Écoutez-vous votre instinct ?
Je m’en méfie. C’est une tendance animale. Je crois plus à l’intuition, qui est le fruit de l’expérience de situations passées. On l’oppose souvent à la raison. A tort : l’intuition est une forme de raison fondée sur l’expérience. Quand on est bon en maths ou en physique, c’est souvent, d’ailleurs, parce qu’on a l’intuition de la voie qui mène à la solution.
Avez-vous manqué d’intuition en vous lançant dans ce projet d’exploitation pétrolière en Ouganda, très contesté ?
Nous avons manqué d’anticipation. Nous n’avons pas vu venir le fait que ce dossier deviendrait plus le symbole de l’anti-pétrole que d’autres investissements que nous lançons par ailleurs. Mais regardons les faits, l’Ouganda veut que ce pétrole soit extrait, que ce soit par nous ou par une autre compagnie. S’il n’est pas produit par TotalEnergies, qui fait le maximum pour respecter les populations locales et la biodiversité, malgré toutes les accusations que nous subissons, est-on sûr que d’autres le feront dans de meilleures conditions ?
Vous avez fait Polytechnique. Ce fleuron de l’enseignement scientifique est secoué par une controverse : l’école doit-elle accueillir des centres de recherche financés par des entreprises ? Vous aviez un projet de cet ordre et avez dû y renoncer, face à la fronde d’une partie des étudiants.
La question ne concerne pas seulement TotalEnergies et les énergies fossiles, puisque LVMH s’est heurté par la suite à la même opposition.

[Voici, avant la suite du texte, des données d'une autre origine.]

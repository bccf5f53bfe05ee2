use std::collections::HashSet;

use super::courts::CourtState;
use super::error::ScheduleError;
use super::history::PairHistory;
use super::selector::select_match;
use super::types::{Court, Match, MatchLogEntry, PlayerPair};

/// Owns all scheduling state for one session: the roster, the pair history,
/// the courts and the match log. All mutation goes through the operations
/// below, so no caller can observe a half-updated history/court pair.
#[derive(Debug, Clone)]
pub struct ScheduleService {
    roster: Vec<String>,
    history: PairHistory,
    courts: CourtState,
    log: Vec<MatchLogEntry>,
    next_seq: u32,
}

impl ScheduleService {
    /// Creates a service for the given roster and court count.
    ///
    /// The roster must be non-empty and free of duplicate names: pair history
    /// keys on names, so two players sharing a name would share a history.
    pub fn new(roster: Vec<String>, court_count: usize) -> Result<Self, ScheduleError> {
        validate_roster(&roster)?;
        if court_count == 0 {
            return Err(ScheduleError::InvalidCourtCount);
        }
        Ok(ScheduleService {
            roster,
            history: PairHistory::new(),
            courts: CourtState::new(court_count),
            log: Vec::new(),
            next_seq: 1,
        })
    }

    /// Replaces the roster and court count, resetting all scheduling state.
    pub fn configure(&mut self, roster: Vec<String>, court_count: usize) -> Result<(), ScheduleError> {
        *self = ScheduleService::new(roster, court_count)?;
        Ok(())
    }

    pub fn roster(&self) -> &[String] {
        &self.roster
    }

    pub fn courts(&self) -> &[Court] {
        self.courts.courts()
    }

    pub fn court_count(&self) -> usize {
        self.courts.court_count()
    }

    pub fn match_log(&self) -> &[MatchLogEntry] {
        &self.log
    }

    /// The roster in configured order, minus everyone in an active match.
    pub fn available_players(&self) -> Vec<String> {
        let busy = self.courts.busy_players();
        self.roster
            .iter()
            .filter(|name| !busy.contains(*name))
            .cloned()
            .collect()
    }

    /// Pair counts sorted by name, for display and debugging.
    pub fn pair_counts(&self) -> Vec<(PlayerPair, u32)> {
        self.history.snapshot()
    }

    /// Starts a match on the given court.
    ///
    /// Selects the best four free players, assigns them to the court
    /// (replacing any previous match there), records both teams in the pair
    /// history and appends to the match log. Nothing is mutated on failure.
    pub fn start_match(&mut self, court_id: usize) -> Result<Match, ScheduleError> {
        if court_id >= self.courts.court_count() {
            return Err(ScheduleError::InvalidCourt {
                court_id,
                court_count: self.courts.court_count(),
            });
        }
        let available = self.available_players();
        let matchup =
            select_match(&available, &self.history).ok_or(ScheduleError::InsufficientPlayers)?;
        self.apply_match(court_id, matchup.clone())?;
        Ok(matchup)
    }

    /// Starts matches on every idle court until the free players run out.
    ///
    /// Courts are filled in ascending id order; each assignment removes its
    /// four players from the pool for the rest of the pass. Returns the
    /// matches started, which may be empty.
    pub fn fill_idle_courts(&mut self) -> Vec<(usize, Match)> {
        let mut started = Vec::new();
        for court_id in self.courts.idle_courts() {
            let available = self.available_players();
            match select_match(&available, &self.history) {
                Some(matchup) => {
                    if self.apply_match(court_id, matchup.clone()).is_ok() {
                        started.push((court_id, matchup));
                    }
                }
                None => break,
            }
        }
        started
    }

    /// Clears the court and frees its players for later selection. The pair
    /// history and match log keep the finished match; Ok(None) when the
    /// court was already idle.
    pub fn finish_match(&mut self, court_id: usize) -> Result<Option<Match>, ScheduleError> {
        self.courts.clear_match(court_id)
    }

    /// Clears the pair history, the match log and all courts. The roster and
    /// court count stay as configured.
    pub fn reset(&mut self) {
        self.history.reset();
        self.courts.clear_all();
        self.log.clear();
        self.next_seq = 1;
    }

    fn apply_match(&mut self, court_id: usize, matchup: Match) -> Result<(), ScheduleError> {
        self.courts.set_match(court_id, matchup.clone())?;
        self.history.record(matchup.team_a.clone());
        self.history.record(matchup.team_b.clone());
        self.log.push(MatchLogEntry {
            seq: self.next_seq,
            court_id,
            matchup,
            started_at: chrono::Local::now().format("%H:%M:%S").to_string(),
        });
        self.next_seq += 1;
        Ok(())
    }
}

fn validate_roster(roster: &[String]) -> Result<(), ScheduleError> {
    if roster.is_empty() {
        return Err(ScheduleError::InvalidRoster { reason: "roster is empty".to_string() });
    }
    let mut seen = HashSet::new();
    for name in roster {
        if name.trim().is_empty() {
            return Err(ScheduleError::InvalidRoster { reason: "blank player name".to_string() });
        }
        if !seen.insert(name.as_str()) {
            return Err(ScheduleError::InvalidRoster {
                reason: format!("duplicate player name: {}", name),
            });
        }
    }
    Ok(())
}

#[cfg(test)]
mod tests {
    use pretty_assertions::assert_eq;

    use super::*;

    fn roster(names: &[&str]) -> Vec<String> {
        names.iter().map(|name| name.to_string()).collect()
    }

    fn active_players(service: &ScheduleService, court_id: usize) -> HashSet<String> {
        service.courts()[court_id]
            .current
            .as_ref()
            .map(|matchup| matchup.players().iter().map(|p| p.to_string()).collect())
            .unwrap_or_default()
    }

    #[test]
    fn rejects_bad_configurations() {
        assert_eq!(
            ScheduleService::new(Vec::new(), 1).unwrap_err(),
            ScheduleError::InvalidRoster { reason: "roster is empty".to_string() }
        );
        assert_eq!(
            ScheduleService::new(roster(&["A", "B", "A"]), 1).unwrap_err(),
            ScheduleError::InvalidRoster { reason: "duplicate player name: A".to_string() }
        );
        assert_eq!(
            ScheduleService::new(roster(&["A", "B", "C", "D"]), 0).unwrap_err(),
            ScheduleError::InvalidCourtCount
        );
    }

    #[test]
    fn four_players_one_court() {
        let mut service = ScheduleService::new(roster(&["A", "B", "C", "D"]), 1).unwrap();

        let matchup = service.start_match(0).unwrap();
        assert_eq!(matchup.team_a, PlayerPair::new("A", "B"));
        assert_eq!(matchup.team_b, PlayerPair::new("C", "D"));
        assert_eq!(
            service.pair_counts(),
            vec![(PlayerPair::new("A", "B"), 1), (PlayerPair::new("C", "D"), 1)]
        );
        assert_eq!(service.match_log().len(), 1);
        assert_eq!(service.match_log()[0].seq, 1);
        assert_eq!(service.match_log()[0].court_id, 0);

        // Everyone is still on court 0, so a second start finds nobody free
        // and mutates nothing.
        assert_eq!(service.start_match(0).unwrap_err(), ScheduleError::InsufficientPlayers);
        assert_eq!(service.match_log().len(), 1);
        assert_eq!(
            service.pair_counts(),
            vec![(PlayerPair::new("A", "B"), 1), (PlayerPair::new("C", "D"), 1)]
        );
    }

    #[test]
    fn eight_players_two_courts_get_disjoint_matches() {
        let mut service =
            ScheduleService::new(roster(&["A", "B", "C", "D", "E", "F", "G", "H"]), 2).unwrap();

        service.start_match(0).unwrap();
        service.start_match(1).unwrap();

        let first = active_players(&service, 0);
        let second = active_players(&service, 1);
        assert_eq!(first.len(), 4);
        assert_eq!(second.len(), 4);
        assert!(first.is_disjoint(&second));

        assert!(service.available_players().is_empty());
        assert_eq!(service.start_match(0).unwrap_err(), ScheduleError::InsufficientPlayers);
    }

    #[test]
    fn invalid_court_is_rejected_without_state_change() {
        let mut service = ScheduleService::new(roster(&["A", "B", "C", "D"]), 2).unwrap();
        assert_eq!(
            service.start_match(5).unwrap_err(),
            ScheduleError::InvalidCourt { court_id: 5, court_count: 2 }
        );
        assert!(service.match_log().is_empty());
        assert!(service.pair_counts().is_empty());
    }

    #[test]
    fn history_counts_track_every_team() {
        let mut service = ScheduleService::new(roster(&["A", "B", "C", "D"]), 1).unwrap();
        service.start_match(0).unwrap();
        service.finish_match(0).unwrap();
        service.start_match(0).unwrap();

        // Only one combination of four exists, so both pairs played twice.
        assert_eq!(
            service.pair_counts(),
            vec![(PlayerPair::new("A", "B"), 2), (PlayerPair::new("C", "D"), 2)]
        );
        assert_eq!(service.match_log().len(), 2);
        assert_eq!(service.match_log()[1].seq, 2);
    }

    #[test]
    fn finish_match_frees_players_and_rotation_avoids_repeats() {
        let mut service = ScheduleService::new(roster(&["A", "B", "C", "D", "E"]), 1).unwrap();

        service.start_match(0).unwrap();
        let finished = service.finish_match(0).unwrap();
        assert!(finished.is_some());
        assert_eq!(service.available_players().len(), 5);

        // {A,B} and {C,D} now cost 1 each, so the greedy pick moves on.
        let second = service.start_match(0).unwrap();
        assert_eq!(second.team_a, PlayerPair::new("A", "C"));
        assert_eq!(second.team_b, PlayerPair::new("D", "E"));
    }

    #[test]
    fn finish_on_idle_court_is_a_no_op() {
        let mut service = ScheduleService::new(roster(&["A", "B", "C", "D"]), 1).unwrap();
        assert_eq!(service.finish_match(0).unwrap(), None);
        assert_eq!(
            service.finish_match(3).unwrap_err(),
            ScheduleError::InvalidCourt { court_id: 3, court_count: 1 }
        );
    }

    #[test]
    fn fill_idle_courts_assigns_in_court_order_until_players_run_out() {
        let mut service = ScheduleService::new(
            roster(&["A", "B", "C", "D", "E", "F", "G", "H", "I", "J"]),
            3,
        )
        .unwrap();

        let started = service.fill_idle_courts();
        // 10 players cover two courts; the third stays idle.
        assert_eq!(started.len(), 2);
        assert_eq!(started[0].0, 0);
        assert_eq!(started[1].0, 1);
        assert!(service.courts()[2].current.is_none());
        assert_eq!(service.available_players().len(), 2);

        let first = active_players(&service, 0);
        let second = active_players(&service, 1);
        assert!(first.is_disjoint(&second));

        // Another pass finds the remaining court but not the players.
        assert!(service.fill_idle_courts().is_empty());
    }

    #[test]
    fn reset_clears_history_log_and_courts_but_keeps_configuration() {
        let mut service =
            ScheduleService::new(roster(&["A", "B", "C", "D", "E", "F", "G", "H"]), 2).unwrap();
        service.fill_idle_courts();
        assert!(!service.match_log().is_empty());

        service.reset();

        assert!(service.pair_counts().is_empty());
        assert!(service.match_log().is_empty());
        assert!(service.courts().iter().all(|court| court.current.is_none()));
        assert_eq!(service.roster().len(), 8);
        assert_eq!(service.court_count(), 2);

        // Sequence numbers restart after a reset.
        service.start_match(0).unwrap();
        assert_eq!(service.match_log()[0].seq, 1);
    }

    #[test]
    fn configure_replaces_roster_and_resets_state() {
        let mut service = ScheduleService::new(roster(&["A", "B", "C", "D"]), 1).unwrap();
        service.start_match(0).unwrap();

        service.configure(roster(&["P", "Q", "R", "S", "T"]), 2).unwrap();
        assert_eq!(service.roster(), &roster(&["P", "Q", "R", "S", "T"])[..]);
        assert_eq!(service.court_count(), 2);
        assert!(service.match_log().is_empty());
        assert!(service.pair_counts().is_empty());

        // A bad reconfiguration leaves the previous state alone.
        let err = service.configure(Vec::new(), 2).unwrap_err();
        assert_eq!(err, ScheduleError::InvalidRoster { reason: "roster is empty".to_string() });
        assert_eq!(service.roster().len(), 5);
    }
}
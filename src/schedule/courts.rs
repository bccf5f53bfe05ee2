use std::collections::HashSet;
use super::error::ScheduleError;
use super::types::{Court, Match};

/// The configured courts and whatever match each one is running.
#[derive(Debug, Clone)]
pub struct CourtState {
    courts: Vec<Court>,
}

impl CourtState {
    pub fn new(court_count: usize) -> Self {
        let courts = (0..court_count).map(|id| Court { id, current: None }).collect();
        CourtState { courts }
    }

    pub fn court_count(&self) -> usize {
        self.courts.len()
    }

    pub fn courts(&self) -> &[Court] {
        &self.courts
    }

    /// Every player currently in an active match on any court.
    pub fn busy_players(&self) -> HashSet<String> {
        let mut busy = HashSet::new();
        for court in &self.courts {
            if let Some(matchup) = &court.current {
                for name in matchup.players() {
                    busy.insert(name.to_string());
                }
            }
        }
        busy
    }

    /// Ids of courts with no active match, in ascending order.
    pub fn idle_courts(&self) -> Vec<usize> {
        self.courts
            .iter()
            .filter(|court| court.current.is_none())
            .map(|court| court.id)
            .collect()
    }

    /// Puts the match on the court, replacing any previous match there.
    pub fn set_match(&mut self, court_id: usize, matchup: Match) -> Result<(), ScheduleError> {
        let court_count = self.courts.len();
        let court = self
            .courts
            .get_mut(court_id)
            .ok_or(ScheduleError::InvalidCourt { court_id, court_count })?;
        court.current = Some(matchup);
        Ok(())
    }

    /// Clears the court, returning the match that was running on it.
    pub fn clear_match(&mut self, court_id: usize) -> Result<Option<Match>, ScheduleError> {
        let court_count = self.courts.len();
        let court = self
            .courts
            .get_mut(court_id)
            .ok_or(ScheduleError::InvalidCourt { court_id, court_count })?;
        Ok(court.current.take())
    }

    /// Sets every court back to idle.
    pub fn clear_all(&mut self) {
        for court in &mut self.courts {
            court.current = None;
        }
    }
}
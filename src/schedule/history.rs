use std::collections::HashMap;
use super::types::PlayerPair;

/// How many times each pair of players has been on the same team.
///
/// Missing pairs count as zero. Counts only grow, except on reset.
#[derive(Debug, Clone, Default)]
pub struct PairHistory {
    counts: HashMap<PlayerPair, u32>,
}

impl PairHistory {
    pub fn new() -> Self {
        PairHistory { counts: HashMap::new() }
    }

    /// Times the two players have been teammates so far.
    pub fn count(&self, pair: &PlayerPair) -> u32 {
        self.counts.get(pair).copied().unwrap_or(0)
    }

    /// Records one more match with this pair as teammates.
    pub fn record(&mut self, pair: PlayerPair) {
        *self.counts.entry(pair).or_insert(0) += 1;
    }

    /// Clears all counts.
    pub fn reset(&mut self) {
        self.counts.clear();
    }

    /// All recorded pairs and counts, sorted by name for stable display.
    pub fn snapshot(&self) -> Vec<(PlayerPair, u32)> {
        let mut entries: Vec<(PlayerPair, u32)> = self
            .counts
            .iter()
            .map(|(pair, count)| (pair.clone(), *count))
            .collect();
        entries.sort_by(|a, b| {
            a.0.first()
                .cmp(b.0.first())
                .then_with(|| a.0.second().cmp(b.0.second()))
        });
        entries
    }
}

#[cfg(test)]
mod tests {
    use super::*;

    #[test]
    fn missing_pair_counts_as_zero() {
        let history = PairHistory::new();
        assert_eq!(history.count(&PlayerPair::new("A", "B")), 0);
    }

    #[test]
    fn record_increments_regardless_of_name_order() {
        let mut history = PairHistory::new();
        history.record(PlayerPair::new("A", "B"));
        history.record(PlayerPair::new("B", "A"));
        assert_eq!(history.count(&PlayerPair::new("A", "B")), 2);
        assert_eq!(history.count(&PlayerPair::new("B", "A")), 2);
    }

    #[test]
    fn reset_clears_all_counts() {
        let mut history = PairHistory::new();
        history.record(PlayerPair::new("A", "B"));
        history.record(PlayerPair::new("C", "D"));
        history.reset();
        assert_eq!(history.count(&PlayerPair::new("A", "B")), 0);
        assert!(history.snapshot().is_empty());
    }

    #[test]
    fn snapshot_is_sorted_by_name() {
        let mut history = PairHistory::new();
        history.record(PlayerPair::new("C", "D"));
        history.record(PlayerPair::new("A", "D"));
        history.record(PlayerPair::new("A", "B"));
        let names: Vec<String> = history
            .snapshot()
            .iter()
            .map(|(pair, _)| format!("{}+{}", pair.first(), pair.second()))
            .collect();
        assert_eq!(names, ["A+B", "A+D", "C+D"]);
    }
}
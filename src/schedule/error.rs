use thiserror::Error;

/// Errors reported by the scheduling core.
#[derive(Debug, Clone, PartialEq, Eq, Error)]
pub enum ScheduleError {
    #[error("court {court_id} does not exist (configured courts: {court_count})")]
    InvalidCourt { court_id: usize, court_count: usize },

    /// Fewer than four free players. A normal outcome, not a hard failure;
    /// the caller should surface it as a warning.
    #[error("not enough free players to start a doubles match")]
    InsufficientPlayers,

    #[error("invalid roster: {reason}")]
    InvalidRoster { reason: String },

    #[error("court count must be at least 1")]
    InvalidCourtCount,
}
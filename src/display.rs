use std::fs::File;
use std::io::Write;

use crate::schedule::{Match, MatchLogEntry, PlayerPair, ScheduleService};

/// Formats a team as "A & B".
pub fn format_team(pair: &PlayerPair) -> String {
    format!("{} & {}", pair.first(), pair.second())
}

/// Formats a match as "A & B vs C & D".
pub fn format_match(matchup: &Match) -> String {
    format!("{} vs {}", format_team(&matchup.team_a), format_team(&matchup.team_b))
}

/// Prints the courts and the free players in a readable format.
pub fn print_session(service: &ScheduleService) {
    println!("\n=== Courts ===");
    for court in service.courts() {
        match &court.current {
            Some(matchup) => println!("  Court {} -> {}", court.id + 1, format_match(matchup)),
            None => println!("  Court {} -> [IDLE]", court.id + 1),
        }
    }

    let available = service.available_players();
    if available.is_empty() {
        println!("Free players: none");
    } else {
        println!("Free players ({}): {}", available.len(), available.join(", "));
    }
}

/// Prints the full match log.
pub fn print_match_log(log: &[MatchLogEntry]) {
    println!("\n=== Match Log ===");
    if log.is_empty() {
        println!("  (no matches played)");
        return;
    }
    for entry in log {
        println!(
            "  {}. [{}] Court {} {}",
            entry.seq,
            entry.started_at,
            entry.court_id + 1,
            format_match(&entry.matchup)
        );
    }
}

/// Writes the match log to a text file, one match per line.
pub fn write_log_to_file(
    log: &[MatchLogEntry],
    filename: &str,
) -> Result<(), Box<dyn std::error::Error>> {
    let mut file = File::create(filename)?;

    writeln!(file, "** Match Log **")?;
    for entry in log {
        writeln!(
            file,
            "{}. [{}] Court {} {}",
            entry.seq,
            entry.started_at,
            entry.court_id + 1,
            format_match(&entry.matchup)
        )?;
    }

    Ok(())
}

fn write_log_records<W: std::io::Write>(
    wtr: &mut csv::Writer<W>,
    log: &[MatchLogEntry],
) -> csv::Result<()> {
    wtr.write_record(["seq", "started_at", "court", "team_a", "team_b"])?;
    for entry in log {
        wtr.write_record([
            entry.seq.to_string(),
            entry.started_at.clone(),
            (entry.court_id + 1).to_string(),
            format_team(&entry.matchup.team_a),
            format_team(&entry.matchup.team_b),
        ])?;
    }
    wtr.flush()?;
    Ok(())
}

/// Writes the match log to a CSV file.
pub fn write_log_to_csv(
    log: &[MatchLogEntry],
    filename: &str,
) -> Result<(), Box<dyn std::error::Error>> {
    let mut wtr = csv::Writer::from_path(filename)?;
    write_log_records(&mut wtr, log)?;
    Ok(())
}

/// Renders the match log as an in-memory CSV document, for downloads.
pub fn log_to_csv(log: &[MatchLogEntry]) -> Result<String, Box<dyn std::error::Error>> {
    let mut wtr = csv::Writer::from_writer(Vec::new());
    write_log_records(&mut wtr, log)?;
    let bytes = wtr.into_inner().map_err(|e| e.into_error())?;
    Ok(String::from_utf8(bytes)?)
}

En réalité, il s’agit bien d’un sujet public/privé, ce qui pose un vrai problème d’éducation de ces jeunes élites qui pensent que ce qui est “pur” ne peut être que public, et que le privé, c’est “impur”. Ce qui m’a gêné dans cette affaire, ce n’est pas tant que certains étudiants expriment un tel point de vue, mais que la direction de l’école n’ait pas pu faire son travail de pédagogie.
“On veut construire sur le plateau de Saclay un MIT à la française, avec une imbrication du public et du privé”, nous avait assuré l’Etat. Certains membres de mon comité exécutif pensaient qu’il valait mieux installer ce centre de R & D directement à Boston. Ou à Oxford. Pour le coup, mon côté émotionnel d’ancien polytechnicien, et de Français, a parlé : j’ai souhaité privilégier Saclay. Et voilà qu’on nous a accusés de vouloir pervertir les esprits de ces jeunes gens. Comme si on les privait de penser par eux-mêmes en montant un laboratoire de TotalEnergies au coin de la rue…
Durant mes études à l’X, justement, j’ai appris à me forger une opinion et des convictions. Ces étudiants sont sélectionnés sur leurs penchants pour la rationalité. Ce qui prouve que les mathématiques ne suffisent pas à faire un cerveau… Songez qu’avec le projet de LVMH, on en est arrivé à des réflexions comme “Le luxe a-t-il une utilité sociale ?” Les bras m’en tombent… A l’évidence, l’institution n’a pas su ou eu le courage d’expliquer l’intérêt de ces partenariats. En 1978, Soljenitsyne a prononcé un discours à Harvard sur le “déclin du courage” en Occident. Je relis souvent ce texte, je l’ai partagé avec mes équipes. Etre courageux, c’est dire les choses, agir, puis tenir, tenir bon, tenir tête. Il faut s’engager personnellement dans ce qu’on entreprend. On ne peut pas être courageux par procuration.